Czy można uniknąć wzrostu kosztów budowy?
Prace budowlane trwają najczęściej dłużej niż rok, co oznacza, że przeciętny inwestor miał w zeszłym roku do czynienia właśnie z taką lub zbliżoną skalą wzrostu kosztów. Brak kontroli nad kosztami całej inwestycji jest wciąż jedną z głównych przyczyn niepokoju towarzyszącego budowie, wskazywaną przez budujących, lub zamierzających budować dom. – mówi Wojciech Rynkowski.
Czy można zabezpieczyć się przez nieoczekiwanym wzrostem kosztów budowy? Istnieje na to kilka sposobów. Można powierzyć budowę domu producentowi domów gotowych, lub podpisać umowę z generalnym wykonawcą. Cena jest ustalana indywidualnie, a dom powstanie w zdecydowanie krótszym czasie. Właściwie skonstruowana umowa zabezpieczy nas przed ewentualnymi finansowymi niespodziankami na placu budowy.
Czy 2023 rok przyniesie koniec wzrostów kosztów budowy domów?
Na rynku budowlanym widać spowolnienie wzrostów. Powielają się coraz częściej informacje o spadkach cen różnych materiałów budowlanych, w tym stali.
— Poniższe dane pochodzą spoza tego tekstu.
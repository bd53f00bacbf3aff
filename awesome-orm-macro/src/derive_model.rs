use proc_macro2::TokenStream;
use quote::{format_ident, quote};
use syn::{ext::IdentExt, Attribute, Data, DeriveInput, Expr, Fields, Ident, LitStr, Path, Type};

use crate::types::{rust_type_to_flavor, Flavor};

/// One struct member and its `#[orm(...)]` options.
struct ColumnDef {
    ident: Ident,
    ty: Type,
    attr: String,
    flavor: Flavor,
    optional: bool,
    primary_key: bool,
    name: Option<String>,
    ddl: Option<String>,
    default: Option<Expr>,
    default_fn: Option<Path>,
}

impl ColumnDef {
    fn parse(field: &syn::Field) -> syn::Result<Self> {
        let ident = field.ident.clone().ok_or_else(|| syn::Error::new_spanned(field, "Model fields must be named"))?;
        let (flavor, optional) = rust_type_to_flavor(&field.ty);

        let mut def = ColumnDef {
            attr: ident.unraw().to_string(),
            ident,
            ty: field.ty.clone(),
            flavor,
            optional,
            primary_key: false,
            name: None,
            ddl: None,
            default: None,
            default_fn: None,
        };

        for attr in field.attrs.iter().filter(|a| a.path().is_ident("orm")) {
            attr.parse_nested_meta(|meta| {
                if meta.path.is_ident("primary_key") {
                    def.primary_key = true;
                } else if meta.path.is_ident("text") {
                    def.flavor = Flavor::Text;
                } else if meta.path.is_ident("name") {
                    let value: LitStr = meta.value()?.parse()?;
                    def.name = Some(value.value());
                } else if meta.path.is_ident("ddl") {
                    let value: LitStr = meta.value()?.parse()?;
                    def.ddl = Some(value.value());
                } else if meta.path.is_ident("default") {
                    def.default = Some(meta.value()?.parse()?);
                } else if meta.path.is_ident("default_fn") {
                    def.default_fn = Some(meta.value()?.parse()?);
                } else {
                    return Err(meta.error("unknown orm attribute; expected primary_key, text, name, ddl, default or default_fn"));
                }
                Ok(())
            })?;
        }

        if def.primary_key && !def.flavor.can_be_primary_key() {
            return Err(syn::Error::new_spanned(&def.ident, "boolean and text fields cannot be the primary key"));
        }
        if def.default.is_some() && def.default_fn.is_some() {
            return Err(syn::Error::new_spanned(&def.ident, "use either `default` or `default_fn`, not both"));
        }

        Ok(def)
    }

    fn column(&self) -> &str {
        self.name.as_deref().unwrap_or(&self.attr)
    }

    /// `awesome_orm::Field::string().ddl(..).primary_key()...`
    fn field_expr(&self) -> TokenStream {
        let ctor = format_ident!("{}", self.flavor.constructor());
        let mut expr = quote! { awesome_orm::Field::#ctor() };

        if let Some(ddl) = &self.ddl {
            expr = quote! { #expr.ddl(#ddl) };
        }
        if let Some(name) = &self.name {
            expr = quote! { #expr.named(#name) };
        }
        if self.primary_key {
            expr = quote! { #expr.primary_key() };
        }
        if let Some(default) = &self.default {
            expr = quote! { #expr.with_default(#default) };
        }
        if let Some(factory) = &self.default_fn {
            expr = quote! { #expr.with_default_fn(|| awesome_orm::Value::from(#factory())) };
        }
        expr
    }
}

fn table_name(attrs: &[Attribute]) -> syn::Result<Option<String>> {
    let mut table = None;
    for attr in attrs.iter().filter(|a| a.path().is_ident("orm")) {
        attr.parse_nested_meta(|meta| {
            if meta.path.is_ident("table") {
                let value: LitStr = meta.value()?.parse()?;
                table = Some(value.value());
                Ok(())
            } else {
                Err(meta.error("unknown orm attribute; expected table"))
            }
        })?;
    }
    Ok(table)
}

/// Expands the `#[derive(Model)]` macro.
///
/// Generates the `awesome_orm::Model` impl: cached registration of the declared
/// fields, the value map used for bind arguments, `set_value` and row hydration.
/// Zero or several primary keys are reported as compile errors.
pub fn expand(ast: DeriveInput) -> syn::Result<TokenStream> {
    let struct_name = &ast.ident;

    let fields = match &ast.data {
        Data::Struct(data) => match &data.fields {
            Fields::Named(fields) => &fields.named,
            _ => return Err(syn::Error::new_spanned(struct_name, "Model must have named fields")),
        },
        _ => return Err(syn::Error::new_spanned(struct_name, "Model must be a struct")),
    };

    let table = table_name(&ast.attrs)?.unwrap_or_else(|| struct_name.to_string());
    let columns = fields.iter().map(ColumnDef::parse).collect::<syn::Result<Vec<_>>>()?;

    let mut keys = columns.iter().filter(|c| c.primary_key);
    if keys.next().is_none() {
        return Err(syn::Error::new_spanned(struct_name, "primary key not found; mark one field with #[orm(primary_key)]"));
    }
    if let Some(duplicate) = keys.next() {
        return Err(syn::Error::new_spanned(&duplicate.ident, "duplicate primary key"));
    }

    let declarations = columns.iter().map(|c| {
        let attr = &c.attr;
        let field = c.field_expr();
        quote! { (#attr, #field) }
    });

    let value_inserts = columns.iter().map(|c| {
        let ident = &c.ident;
        let attr = &c.attr;
        if c.optional {
            quote! {
                if let Some(value) = &self.#ident {
                    map.insert(#attr, awesome_orm::Value::from(value.clone()));
                }
            }
        } else {
            quote! {
                map.insert(#attr, awesome_orm::Value::from(self.#ident.clone()));
            }
        }
    });

    let setters = columns.iter().map(|c| {
        let ident = &c.ident;
        let attr = &c.attr;
        let ty = &c.ty;
        quote! {
            #attr => {
                self.#ident = <#ty as awesome_orm::FromValue>::from_value(value).map_err(|e| e.in_column(#attr))?;
            }
        }
    });

    let hydrate = columns.iter().map(|c| {
        let ident = &c.ident;
        let column = c.column();
        quote! { #ident: row.decode(#column)? }
    });

    Ok(quote! {
        impl awesome_orm::Model for #struct_name {
            fn meta() -> Result<&'static awesome_orm::ModelMeta, awesome_orm::Error> {
                static META: std::sync::OnceLock<Result<awesome_orm::ModelMeta, awesome_orm::ConfigError>> =
                    std::sync::OnceLock::new();

                META.get_or_init(|| awesome_orm::ModelMeta::build(#table, vec![#(#declarations),*]))
                    .as_ref()
                    .map_err(|e| awesome_orm::Error::Config(e.clone()))
            }

            fn values(&self) -> std::collections::HashMap<&'static str, awesome_orm::Value> {
                let mut map = std::collections::HashMap::new();
                #(#value_inserts)*
                map
            }

            fn set_value(&mut self, field: &str, value: awesome_orm::Value) -> Result<(), awesome_orm::Error> {
                match field {
                    #(#setters)*
                    _ => {
                        return Err(awesome_orm::Error::InvalidArgument(format!(
                            "unknown field `{}` on model `{}`",
                            field,
                            #table
                        )));
                    }
                }
                Ok(())
            }

            fn from_row(row: &awesome_orm::Row) -> Result<Self, awesome_orm::Error> {
                Ok(Self {
                    #(#hydrate),*
                })
            }
        }
    })
}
Czy oznacza to koniec wzrostu kosztów budowy domów?
Odpowiedź na to pytanie jest niełatwa, w sytuacji, gdy w kraju wciąż mamy do czynienia z kilkunastoprocentową inflacją. Można jednak oczekiwać, że wahania kosztów budowy domów powrócą do swego stałego, sezonowego rytmu. Jeśli tak się stanie, to w niektórych województwach, można się spodziewać niewielkich spadków kosztów budowy w I kwartale 2023 roku.– podsumowuje ekspert.